Traffic load analysis in mobile network implemented in Vala-PTK
Abdullah Havolli, Valdet Shabani, Arianit Maraj
Post and telecommunication of Kosova
Dardania no nr. Prishtina 10 000, Republic of Kosova,
[email protected], [email protected], [email protected]
Abstract- Since first generation of mobile communication has been based on analog technology. After this, is
implemented second-generation (2G) of digital cellular networks, based on global system for mobile
communications (GSM) technology. GSM technology is represented for the first time in the early 1990s and is
digital technology. After this the technology has advanced to GPRS/EDGE , 3 G and finally in 4 G technology.

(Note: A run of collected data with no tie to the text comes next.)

//! Driver lifecycle metrics.

use metrics::{counter, gauge, histogram};
use std::time::Duration;

pub const DRIVER_EVENTS_TOTAL: &str = "mongodb_client_test_driver_events_total";
pub const CONNECTION_EVENTS_TOTAL: &str = "mongodb_client_test_connection_events_total";
pub const PRIMARY_CHANGE_TOTAL: &str = "mongodb_client_test_primary_change_total";
pub const HAS_PRIMARY_NODE: &str = "mongodb_client_test_has_primary_node";
pub const RECONNECT_DURATION: &str = "mongodb_client_test_reconnect_duration";

/// Driver metrics recorder
pub struct DriverMetrics;

impl DriverMetrics {
    /// Count a driver event; `value` is a node name or empty
    pub fn event(event_name: &'static str, value: &str) {
        counter!(
            DRIVER_EVENTS_TOTAL,
            "eventName" => event_name,
            "value" => value.to_string()
        )
        .increment(1);
    }

    /// Count a connection state transition (`connected`, `disconnected`, `reconnected`)
    pub fn connection_event(event_name: &'static str) {
        counter!(CONNECTION_EVENTS_TOTAL, "eventName" => event_name).increment(1);
    }

    pub fn primary_changed(node_name: &str) {
        counter!(PRIMARY_CHANGE_TOTAL, "nodeName" => node_name.to_string()).increment(1);
    }

    pub fn set_has_primary(has_primary: bool) {
        gauge!(HAS_PRIMARY_NODE).set(if has_primary { 1.0 } else { 0.0 });
    }

    /// Time spent disconnected before the latest reconnect
    pub fn reconnected_after(elapsed: Duration) {
        histogram!(RECONNECT_DURATION).record(elapsed.as_secs_f64());
    }
}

PTK as incumbent operator always seeks for ways to implement new technologies in mobile platform. At the
beginning (in 2000), the mobile network of VALA in PTK has been based on GSM technology, but later PTK
has implemented EDGE technology, and now has also upgraded network which is ready for 3G network
implementation. In this paper we will analyze traffic load in different segments of VALA network which is
implemented in PTK.
Key words: GSM, traffic load, quality, mobile
1 Introduction The wireless technology in general experienced a
substantial growth since the first generation of
mobile network. Since then, GSM technology has
become the dominant global 2G radio access
standard. Almost 80% of today’s new subscriptions
take place in one of the more than 460 cellular
networks that use GSM technology. This growth has
taken place simultaneously with the large
experienced expansion of access to the Internet and
its related multimedia services. Cellular operators
now face the challenge to evolve their networks to
efficiently support the forecasted demand of
wireless Internet-based multimedia services [1-3].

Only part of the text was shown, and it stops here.